The Customs Department argued that the exemption notification must be interpreted strictly, particularly where it grants fiscal benefits. It contended that the notification expressly grants concession to ELISA kits, not to individual parts or components imported separately.
The Department emphasized that the QFT Tubes and ELISA kits were imported under different Bills of Entry and at different times, demonstrating that the imported goods were not complete diagnostic kits. According to the Department, functional interdependence cannot substitute for the statutory requirement that the imported goods themselves must answer the description contained in the exemption notification.
It further relied on several Supreme Court decisions, including Collector of Customs v. Dilip Kumar & Co., Hindustan Lever Ltd., Rajasthan Spinning Mills, and the recent Commissioner of Customs (Import) v. Welkin Foods, to argue that exemption notifications cannot be expanded beyond their express wording and that end use is generally irrelevant unless the tariff entry specifically refers to it.
The importer argued that the QFT Tubes are specialized blood collection tubes coated with peptide antigens that are indispensable for tuberculosis testing using ELISA technology. Blood samples collected through these tubes undergo incubation before being tested on ELISA plates for interferon detection.
According to the importer, the ELISA plates and QFT Tubes are functionally inseparable, and one has no practical utility without the other. It was also submitted that prior to September 2023, Customs had consistently extended the exemption to the imported goods.
The importer further relied upon judicial precedents supporting a liberal interpretation of beneficial exemption notifications and argued that integral components of a complete system should receive the same benefit available to the finished diagnostic kit.
The Tribunal disagreed with the Commissioner (Appeals) and accepted the Department’s interpretation of the notification.
It observed that Entry 166(A) of Notification No. 50/2017 specifically grants concessional duty to diagnostic kits and equipment, including ELISA kits, but does not extend that benefit to individual components of such kits. Had the legislature intended to cover individual parts, it would have expressly provided so in the notification.
The Bench noted that technical literature itself established that QFT Tubes are merely one of several components forming part of an ELISA kit. Merely because the tubes are specially coated for use in ELISA-based testing does not transform them into an ELISA kit.
Rejecting the reasoning based on functional interdependence, the Tribunal held that functional necessity cannot override the plain language of an exemption notification. Exemption notifications must be interpreted strictly, and benefits cannot be extended beyond their literal scope.
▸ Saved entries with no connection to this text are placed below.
use crate::hmlib::artifacts::{CallSet, HaplotaggedContigAlignment, HaplotypeBlocks};
use crate::hmlib::contigs::{haplotag_eligible, ContigSet};
use crate::hmlib::errors::{PipelineError, Result};
use crate::hmlib::ops::PipelineOps;
use crate::hmlib::sample::Sample;
use crossbeam_channel::unbounded;
use indicatif::{ProgressBar, ProgressStyle};
use std::sync::atomic::{AtomicBool, Ordering};
use std::sync::Arc;
use std::thread;
use std::thread::JoinHandle;

/// What one pass of the phasing stage yields for a sample.
#[derive(Debug)]
pub struct PhaseOutput {
    pub phased: CallSet,
    pub blocks: HaplotypeBlocks,
    pub tagged: Vec<HaplotaggedContigAlignment>,
}

/// Phases a sample's calls and haplotags the eligible contigs.
///
/// The stage consumes the unphased call set, so a second phasing pass for the
/// same sample cannot be expressed; every track that wants haplotype-resolved
/// data shares this one output.
pub struct PhasingStage {
    ops: Arc<dyn PipelineOps>,
    threads: usize,
}

impl PhasingStage {
    pub fn new(ops: Arc<dyn PipelineOps>, threads: usize) -> Self {
        Self { ops, threads }
    }

    pub fn run(&self, sample: &Sample, contigs: &ContigSet, calls: CallSet) -> Result<PhaseOutput> {
        info!("sample {}: phasing", sample.alias);
        let (phased, blocks) = self.ops.phase(sample, &calls)?;

        let site_counts = self.ops.phased_site_counts(&phased)?;
        let eligible: Vec<String> = contigs
            .names()
            .filter(|name| {
                haplotag_eligible(name, site_counts.get(*name).copied().unwrap_or(0))
            })
            .map(str::to_string)
            .collect();
        debug!(
            "sample {}: {} of {} contigs eligible for haplotagging",
            sample.alias,
            eligible.len(),
            contigs.len()
        );
        if eligible.is_empty() {
            return Ok(PhaseOutput {
                phased,
                blocks,
                tagged: Vec::new(),
            });
        }

        let tagged = self.haplotag_all(sample, &phased, &eligible)?;
        Ok(PhaseOutput {
            phased,
            blocks,
            tagged,
        })
    }

    /// Haplotag each contig independently; there is no cross-contig state, so
    /// the invocations fan out across the worker pool.
    fn haplotag_all(
        &self,
        sample: &Sample,
        phased: &CallSet,
        eligible: &[String],
    ) -> Result<Vec<HaplotaggedContigAlignment>> {
        let threads = self.threads.max(1);
        let cancel = Arc::new(AtomicBool::new(false));
        let (task_sender, task_receiver) = unbounded::<Option<String>>();
        let (result_sender, result_receiver) =
            unbounded::<Result<HaplotaggedContigAlignment>>();

        let handles: Vec<JoinHandle<()>> = (0..threads)
            .map(|_| {
                let m_receiver = task_receiver.clone();
                let m_result_sender = result_sender.clone();
                let m_ops = self.ops.clone();
                let m_cancel = cancel.clone();
                let m_sample = sample.clone();
                let m_phased = phased.clone();

                thread::spawn(move || loop {
                    match m_receiver.recv() {
                        Ok(None) | Err(_) => break,
                        Ok(Some(contig)) => {
                            if m_cancel.load(Ordering::Relaxed) {
                                continue;
                            }
                            let result = m_ops.haplotag_contig(&m_sample, &m_phased, &contig);
                            if result.is_err() {
                                m_cancel.store(true, Ordering::Relaxed);
                            }
                            let _ = m_result_sender.send(result);
                        }
                    }
                })
            })
            .collect();
        drop(result_sender);

        for contig in eligible {
            let _ = task_sender.send(Some(contig.clone()));
        }
        for _ in 0..threads {
            let _ = task_sender.send(None);
        }

        let sty = ProgressStyle::with_template(
            " [{elapsed_precise}] {bar:44.cyan/blue} > {pos} haplotagged",
        )
        .unwrap()
        .progress_chars("##-");
        let pbar = ProgressBar::new(eligible.len() as u64).with_style(sty);

        let mut tagged = Vec::with_capacity(eligible.len());
        let mut first_err: Option<PipelineError> = None;
        while let Ok(result) = result_receiver.recv() {
            match result {
                Ok(alignment) => {
                    pbar.inc(1);
                    tagged.push(alignment);
                }
                Err(e) => {
                    if first_err.is_none() {
                        warn!(
                            "sample {}: haplotagging failed, cancelling remaining contigs",
                            sample.alias
                        );
                        first_err = Some(e);
                    }
                }
            }
        }
        pbar.finish_and_clear();
        for handle in handles {
            let _ = handle.join();
        }

        match first_err {
            Some(e) => Err(e),
            None => Ok(tagged),
        }
    }
}
use crate::hmlib::artifacts::{CallSet, Gvcf};
use crate::hmlib::chunker::{ChunkSpec, RegionChunker};
use crate::hmlib::contigs::ContigSet;
use crate::hmlib::errors::{PipelineError, Result};
use crate::hmlib::ops::PipelineOps;
use crate::hmlib::regions::RegionFilter;
use crate::hmlib::sample::Sample;
use crossbeam_channel::unbounded;
use serde::Serialize;
use std::fmt;
use std::path::PathBuf;
use std::sync::atomic::{AtomicBool, Ordering};
use std::sync::Arc;
use std::thread;
use std::thread::JoinHandle;

/// Which small-variant backend drives the calling stage.
#[derive(Debug, Clone, Copy, PartialEq, Eq, Serialize, clap::ValueEnum)]
#[serde(rename_all = "kebab-case")]
pub enum CallerKind {
    Chunked,
    SingleStep,
}

impl fmt::Display for CallerKind {
    fn fmt(&self, f: &mut fmt::Formatter<'_>) -> fmt::Result {
        f.write_str(match self {
            CallerKind::Chunked => "chunked",
            CallerKind::SingleStep => "single-step",
        })
    }
}

/// One chunk's raw call file, tagged with its region-order index.
#[derive(Debug, Clone)]
pub struct ChunkCall {
    pub index: usize,
    pub path: PathBuf,
    pub gvcf: Option<PathBuf>,
}

/// What every backend hands back: exactly one coordinate-sorted indexed call
/// set, and a gVCF exactly when one was requested.
#[derive(Debug, Clone)]
pub struct CallOutput {
    pub calls: CallSet,
    pub gvcf: Option<Gvcf>,
}

/// Uniform interface over the interchangeable small-variant backends, so
/// phasing and aggregation never know which one ran.
pub trait VariantCaller {
    fn call(
        &self,
        sample: &Sample,
        contigs: &ContigSet,
        filter: &RegionFilter,
        gvcf: bool,
    ) -> Result<CallOutput>;
}

pub fn make_caller(
    kind: CallerKind,
    ops: Arc<dyn PipelineOps>,
    threads: usize,
    chunk_size: u64,
) -> Box<dyn VariantCaller> {
    match kind {
        CallerKind::Chunked => Box::new(ChunkedCaller {
            ops,
            threads,
            chunk_size,
        }),
        CallerKind::SingleStep => Box::new(SingleStepCaller { ops }),
    }
}

fn enforce_output_contract(output: CallOutput, gvcf_requested: bool) -> Result<CallOutput> {
    match (gvcf_requested, output.gvcf.is_some()) {
        (true, false) => Err(PipelineError::tool(
            "caller",
            "gvcf requested but the backend produced none",
        )),
        (false, true) => Err(PipelineError::tool(
            "caller",
            "backend produced a gvcf nobody asked for",
        )),
        _ => Ok(output),
    }
}

/// Backend that partitions the region set into chunks, calls them in
/// parallel, and merges in region order.
pub struct ChunkedCaller {
    pub ops: Arc<dyn PipelineOps>,
    pub threads: usize,
    pub chunk_size: u64,
}

impl VariantCaller for ChunkedCaller {
    fn call(
        &self,
        sample: &Sample,
        contigs: &ContigSet,
        filter: &RegionFilter,
        gvcf: bool,
    ) -> Result<CallOutput> {
        let chunker = RegionChunker::new(contigs, filter, self.chunk_size);
        if chunker.is_empty() {
            return Err(PipelineError::config(
                "region filter leaves no callable chunks",
            ));
        }
        let total = chunker.len();
        let threads = self.threads.max(1);
        info!(
            "sample {}: dispatching {} chunks across {} threads",
            sample.alias, total, threads
        );

        let cancel = Arc::new(AtomicBool::new(false));
        let (task_sender, task_receiver) = unbounded::<Option<ChunkSpec>>();
        let (result_sender, result_receiver) = unbounded::<(usize, Result<ChunkCall>)>();

        let handles: Vec<JoinHandle<()>> = (0..threads)
            .map(|_| {
                let m_receiver = task_receiver.clone();
                let m_result_sender = result_sender.clone();
                let m_ops = self.ops.clone();
                let m_cancel = cancel.clone();
                let m_sample = sample.clone();

                thread::spawn(move || loop {
                    match m_receiver.recv() {
                        Ok(None) | Err(_) => break,
                        Ok(Some(chunk)) => {
                            // after a failure the queue drains without dispatching
                            if m_cancel.load(Ordering::Relaxed) {
                                continue;
                            }
                            let index = chunk.index;
                            let result = m_ops.call_chunk(&m_sample, &chunk, gvcf);
                            if result.is_err() {
                                m_cancel.store(true, Ordering::Relaxed);
                            }
                            let _ = m_result_sender.send((index, result));
                        }
                    }
                })
            })
            .collect();
        drop(result_sender);

        for chunk in chunker {
            let _ = task_sender.send(Some(chunk));
        }
        for _ in 0..threads {
            let _ = task_sender.send(None);
        }

        // collect keyed by index; completion order carries no meaning
        let mut slots: Vec<Option<ChunkCall>> = (0..total).map(|_| None).collect();
        let mut first_err: Option<PipelineError> = None;
        while let Ok((index, result)) = result_receiver.recv() {
            match result {
                Ok(call) => slots[index] = Some(call),
                Err(e) => {
                    if first_err.is_none() {
                        warn!(
                            "sample {}: chunk {} failed, cancelling remaining chunks",
                            sample.alias, index
                        );
                        first_err = Some(e);
                    }
                }
            }
        }
        for handle in handles {
            let _ = handle.join();
        }
        if let Some(e) = first_err {
            return Err(e);
        }

        let mut ordered = Vec::with_capacity(total);
        for (index, slot) in slots.into_iter().enumerate() {
            match slot {
                Some(call) => ordered.push(call),
                None => {
                    return Err(PipelineError::tool(
                        "caller",
                        format!("chunk {} produced no result", index),
                    ))
                }
            }
        }

        debug!("sample {}: merging {} chunk calls", sample.alias, total);
        self.ops
            .merge_chunk_calls(sample, &ordered, gvcf)
            .and_then(|output| enforce_output_contract(output, gvcf))
    }
}

/// Backend that makes one call across the whole region set. Its accelerator
/// is probed before any work is scheduled.
pub struct SingleStepCaller {
    pub ops: Arc<dyn PipelineOps>,
}

impl VariantCaller for SingleStepCaller {
    fn call(
        &self,
        sample: &Sample,
        _contigs: &ContigSet,
        _filter: &RegionFilter,
        gvcf: bool,
    ) -> Result<CallOutput> {
        if !self.ops.accelerator_available() {
            return Err(PipelineError::config(
                "single-step backend requires an accelerator and none was detected",
            ));
        }
        info!("sample {}: single-step call", sample.alias);
        self.ops
            .call_whole(sample, gvcf)
            .and_then(|output| enforce_output_contract(output, gvcf))
    }
}
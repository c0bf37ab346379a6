use crate::hmlib::artifacts::{
    AlignmentFormat, AlignmentFragment, HaplotaggedContigAlignment, MergedAlignment,
};
use crate::hmlib::contigs::ContigSet;
use crate::hmlib::errors::{PipelineError, Result};
use crate::hmlib::ops::PipelineOps;
use crate::hmlib::sample::Sample;
use indexmap::IndexSet;
use std::collections::HashMap;
use std::sync::Arc;

/// The contig accounting for one sample at merge time: every contig in the
/// run appears in exactly one of the two lists, both in contig-set order.
#[derive(Debug, PartialEq, Eq)]
pub struct ContigPartition {
    pub tagged: Vec<String>,
    pub pass_through: Vec<String>,
}

/// Reconcile the haplotagged contigs against the full contig set.
///
/// Violations are internal defects, not user errors: a haplotagged contig
/// the run never resolved, the same contig tagged twice, or an accounting
/// mismatch all abort the sample rather than silently dropping or
/// duplicating alignment data.
pub fn partition_contigs(
    sample: &str,
    contigs: &ContigSet,
    tagged: &[String],
) -> Result<ContigPartition> {
    let mut seen: IndexSet<&str> = IndexSet::new();
    for name in tagged {
        if !contigs.contains(name) {
            return Err(PipelineError::partition(
                sample,
                format!("haplotagged contig {} is not in the contig set", name),
            ));
        }
        if !seen.insert(name.as_str()) {
            return Err(PipelineError::partition(
                sample,
                format!("contig {} haplotagged more than once", name),
            ));
        }
    }

    let tagged_ordered: Vec<String> = contigs
        .names()
        .filter(|name| seen.contains(name))
        .map(str::to_string)
        .collect();
    let pass_through: Vec<String> = contigs
        .names()
        .filter(|name| !seen.contains(name))
        .map(str::to_string)
        .collect();

    if tagged_ordered.len() + pass_through.len() != contigs.len() {
        return Err(PipelineError::partition(
            sample,
            format!(
                "{} tagged + {} pass-through != {} contigs",
                tagged_ordered.len(),
                pass_through.len(),
                contigs.len()
            ),
        ));
    }

    Ok(ContigPartition {
        tagged: tagged_ordered,
        pass_through,
    })
}

/// Fans per-contig alignment fragments back into one artifact per sample.
pub struct Aggregator {
    ops: Arc<dyn PipelineOps>,
    format: AlignmentFormat,
}

impl Aggregator {
    pub fn new(ops: Arc<dyn PipelineOps>, format: AlignmentFormat) -> Self {
        Self { ops, format }
    }

    /// Merge haplotagged contigs with pass-through extractions of everything
    /// else, concatenated in contig-set order.
    pub fn merge(
        &self,
        sample: &Sample,
        contigs: &ContigSet,
        tagged: Vec<HaplotaggedContigAlignment>,
    ) -> Result<MergedAlignment> {
        let tagged_names: Vec<String> = tagged.iter().map(|t| t.contig.clone()).collect();
        let partition = partition_contigs(&sample.alias, contigs, &tagged_names)?;
        info!(
            "sample {}: merging {} haplotagged + {} pass-through contigs",
            sample.alias,
            partition.tagged.len(),
            partition.pass_through.len()
        );

        // tagged contigs are never re-extracted from the original alignment
        let extracted = if partition.pass_through.is_empty() {
            Vec::new()
        } else {
            self.ops.extract_contigs(sample, &partition.pass_through)?
        };

        let mut by_contig: HashMap<String, AlignmentFragment> = HashMap::new();
        for t in tagged {
            by_contig.insert(
                t.contig.clone(),
                AlignmentFragment {
                    contig: t.contig,
                    path: t.path,
                    haplotagged: true,
                },
            );
        }
        for fragment in extracted {
            if !partition
                .pass_through
                .iter()
                .any(|name| name == &fragment.contig)
            {
                return Err(PipelineError::partition(
                    &sample.alias,
                    format!(
                        "extractor returned contig {} outside the pass-through set",
                        fragment.contig
                    ),
                ));
            }
            if by_contig.insert(fragment.contig.clone(), fragment).is_some() {
                return Err(PipelineError::partition(
                    &sample.alias,
                    "extractor returned a contig twice",
                ));
            }
        }

        let ordered: Vec<AlignmentFragment> = contigs
            .names()
            .filter_map(|name| by_contig.remove(name))
            .collect();
        if ordered.len() != contigs.len() {
            let missing: Vec<&str> = contigs
                .names()
                .filter(|name| {
                    !ordered.iter().any(|fragment| fragment.contig == *name)
                })
                .collect();
            return Err(PipelineError::partition(
                &sample.alias,
                format!("no alignment fragment for contigs: {}", missing.join(", ")),
            ));
        }

        self.ops.concat_alignments(sample, &ordered, self.format)
    }
}

#[cfg(test)]
mod tests {
    use super::*;
    use crate::hmlib::testutil::ScriptedOps;
    use std::path::PathBuf;

    fn contigs() -> ContigSet {
        ContigSet::from_entries([
            ("chr1".to_string(), 1000),
            ("chr2".to_string(), 800),
            ("chrM".to_string(), 16569),
        ])
    }

    fn tagged(contig: &str) -> HaplotaggedContigAlignment {
        HaplotaggedContigAlignment {
            sample: "S1".to_string(),
            contig: contig.to_string(),
            path: PathBuf::from(format!("S1.{}.bam", contig)),
            index: PathBuf::from(format!("S1.{}.bam.bai", contig)),
        }
    }

    fn sample() -> Sample {
        Sample::new(
            "S1".to_string(),
            PathBuf::from("S1.bam"),
            PathBuf::from("ref.fa"),
            None,
        )
    }

    #[test]
    fn partition_is_complete_and_disjoint() {
        let set = contigs();
        let partition =
            partition_contigs("S1", &set, &["chr1".to_string(), "chr2".to_string()]).unwrap();
        assert_eq!(partition.tagged, vec!["chr1", "chr2"]);
        assert_eq!(partition.pass_through, vec!["chrM"]);
        assert_eq!(
            partition.tagged.len() + partition.pass_through.len(),
            set.len()
        );
        for name in &partition.tagged {
            assert!(!partition.pass_through.contains(name));
        }
    }

    #[test]
    fn partition_orders_tagged_by_contig_set() {
        // arrival order is completion order; the partition reorders it
        let partition = partition_contigs(
            "S1",
            &contigs(),
            &["chr2".to_string(), "chr1".to_string()],
        )
        .unwrap();
        assert_eq!(partition.tagged, vec!["chr1", "chr2"]);
    }

    #[test]
    fn empty_tagging_passes_everything_through() {
        let partition = partition_contigs("S1", &contigs(), &[]).unwrap();
        assert!(partition.tagged.is_empty());
        assert_eq!(partition.pass_through, vec!["chr1", "chr2", "chrM"]);
    }

    #[test]
    fn duplicate_tagging_is_a_partition_violation() {
        let err = partition_contigs(
            "S1",
            &contigs(),
            &["chr1".to_string(), "chr1".to_string()],
        )
        .unwrap_err();
        assert!(matches!(err, PipelineError::Partition { .. }));
    }

    #[test]
    fn unknown_contig_is_a_partition_violation() {
        let err = partition_contigs("S1", &contigs(), &["chr7".to_string()]).unwrap_err();
        assert!(matches!(err, PipelineError::Partition { .. }));
    }

    #[test]
    fn merge_concatenates_in_contig_set_order() {
        let ops = Arc::new(ScriptedOps::new());
        let aggregator = Aggregator::new(ops.clone(), AlignmentFormat::Bam);
        // completion order deliberately scrambled
        let merged = aggregator
            .merge(&sample(), &contigs(), vec![tagged("chr2"), tagged("chr1")])
            .unwrap();
        assert_eq!(merged.sample, "S1");

        let orders = ops.concat_orders.lock().unwrap();
        assert_eq!(orders.len(), 1);
        assert_eq!(orders[0], vec!["chr1", "chr2", "chrM"]);

        let requests = ops.extract_requests.lock().unwrap();
        assert_eq!(requests.len(), 1);
        assert_eq!(requests[0], vec!["chrM"]);
    }

    #[test]
    fn merge_with_no_tagging_extracts_everything() {
        let ops = Arc::new(ScriptedOps::new());
        let aggregator = Aggregator::new(ops.clone(), AlignmentFormat::Bam);
        aggregator.merge(&sample(), &contigs(), Vec::new()).unwrap();

        let requests = ops.extract_requests.lock().unwrap();
        assert_eq!(requests[0], vec!["chr1", "chr2", "chrM"]);
    }

    #[test]
    fn rogue_extractor_is_a_partition_violation() {
        let ops = Arc::new(ScriptedOps::new().extract_extra("chr1"));
        let aggregator = Aggregator::new(ops, AlignmentFormat::Bam);
        let err = aggregator
            .merge(&sample(), &contigs(), vec![tagged("chr1"), tagged("chr2")])
            .unwrap_err();
        assert!(matches!(err, PipelineError::Partition { .. }));
    }

    #[test]
    fn short_extractor_is_a_partition_violation() {
        let ops = Arc::new(ScriptedOps::new().extract_skip("chrM"));
        let aggregator = Aggregator::new(ops, AlignmentFormat::Bam);
        let err = aggregator
            .merge(&sample(), &contigs(), vec![tagged("chr1"), tagged("chr2")])
            .unwrap_err();
        assert!(matches!(err, PipelineError::Partition { .. }));
    }
}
The Tribunal also rejected the argument that the ultimate use of the imported goods justified the exemption.
Referring to the Supreme Court’s recent ruling in Welkin Foods, it observed that classification and exemption under customs law are determined by the nature of the goods at the time of import and not by their eventual use, unless the tariff entry specifically incorporates end-use requirements.
Accordingly, the Tribunal held that QFT Tubes remain blood collection tubes at the time of import, notwithstanding their intended use in ELISA-based diagnostic testing. Since the exemption notification covers the complete ELISA kit and not its separately imported components, the benefit could not be extended to the importer.
Allowing all 11 departmental appeals, the CESTAT set aside the Order-in-Appeal dated 8 May 2025 and restored the denial of concessional customs duty on the imported QFT Tubes. The Tribunal also disposed of the Department’s stay applications as infructuous following the final decision.